## DATA PROVIDED

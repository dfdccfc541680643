//! Error Types
//!
//! Centralized error handling for account and review operations.

use axum::{
    http::StatusCode,
    response::{IntoResponse, Response},
    Json,
};

/// Errors surfaced to API callers
#[derive(Debug, Clone, thiserror::Error)]
pub enum ApiError {
    #[error("Email already in use")]
    DuplicateEmail,

    #[error("Invalid credentials")]
    InvalidCredentials,

    #[error("Missing or invalid fields: {}", .0.join(", "))]
    Validation(Vec<String>),

    #[error("Malformed request: {0}")]
    BadRequest(String),

    #[error("Store unavailable: {0}")]
    StoreUnavailable(String),

    #[error("Configuration error: {0}")]
    Config(String),

    #[error("Internal error")]
    Internal,
}

impl ApiError {
    /// Stable machine-readable code used in error bodies
    pub fn code(&self) -> &'static str {
        match self {
            ApiError::DuplicateEmail => "duplicate_email",
            ApiError::InvalidCredentials => "invalid_credentials",
            ApiError::Validation(_) => "validation_error",
            ApiError::BadRequest(_) => "bad_request",
            ApiError::StoreUnavailable(_) => "store_unavailable",
            ApiError::Config(_) => "configuration_error",
            ApiError::Internal => "internal_error",
        }
    }

    pub fn status(&self) -> StatusCode {
        match self {
            ApiError::DuplicateEmail | ApiError::Validation(_) | ApiError::BadRequest(_) => {
                StatusCode::BAD_REQUEST
            }
            ApiError::InvalidCredentials => StatusCode::UNAUTHORIZED,
            ApiError::StoreUnavailable(_) | ApiError::Config(_) | ApiError::Internal => {
                StatusCode::INTERNAL_SERVER_ERROR
            }
        }
    }
}

impl IntoResponse for ApiError {
    fn into_response(self) -> Response {
        let status = self.status();
        let body = match &self {
            ApiError::Validation(fields) => serde_json::json!({
                "error": self.code(),
                "message": self.to_string(),
                "fields": fields,
            }),
            // Never leak driver or configuration details to clients
            ApiError::StoreUnavailable(_) | ApiError::Config(_) | ApiError::Internal => {
                serde_json::json!({
                    "error": self.code(),
                    "message": "An internal error occurred",
                })
            }
            _ => serde_json::json!({
                "error": self.code(),
                "message": self.to_string(),
            }),
        };

        (status, Json(body)).into_response()
    }
}

/// Errors raised by the persistence layer
#[derive(Debug, Clone, PartialEq, Eq, thiserror::Error)]
pub enum StoreError {
    /// The email uniqueness constraint rejected an insert
    #[error("email already exists")]
    DuplicateEmail,

    /// Any other constraint (e.g. the rating bound) rejected a write
    #[error("constraint violated: {0}")]
    ConstraintViolation(String),

    #[error("store unavailable: {0}")]
    Unavailable(String),
}

impl From<sqlx::Error> for StoreError {
    fn from(err: sqlx::Error) -> Self {
        if let sqlx::Error::Database(db_err) = &err {
            if db_err.is_check_violation() {
                return StoreError::ConstraintViolation(
                    db_err.constraint().unwrap_or("check").to_string(),
                );
            }
        }
        StoreError::Unavailable(err.to_string())
    }
}

impl From<StoreError> for ApiError {
    fn from(err: StoreError) -> Self {
        match err {
            StoreError::DuplicateEmail => ApiError::DuplicateEmail,
            StoreError::ConstraintViolation(constraint) => {
                tracing::debug!(constraint = %constraint, "Store rejected write");
                ApiError::Validation(vec![constraint])
            }
            StoreError::Unavailable(msg) => {
                tracing::error!("Store error: {}", msg);
                ApiError::StoreUnavailable(msg)
            }
        }
    }
}

impl From<argon2::password_hash::Error> for ApiError {
    fn from(err: argon2::password_hash::Error) -> Self {
        tracing::error!("Password hashing error: {:?}", err);
        ApiError::Internal
    }
}

impl From<jsonwebtoken::errors::Error> for ApiError {
    fn from(err: jsonwebtoken::errors::Error) -> Self {
        tracing::error!("Token signing error: {:?}", err);
        ApiError::Internal
    }
}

## EXERCISE
Count the lines of the listing that contain the word "StoreError", and give only the number.

## RESPONSE TO THIS TASK
9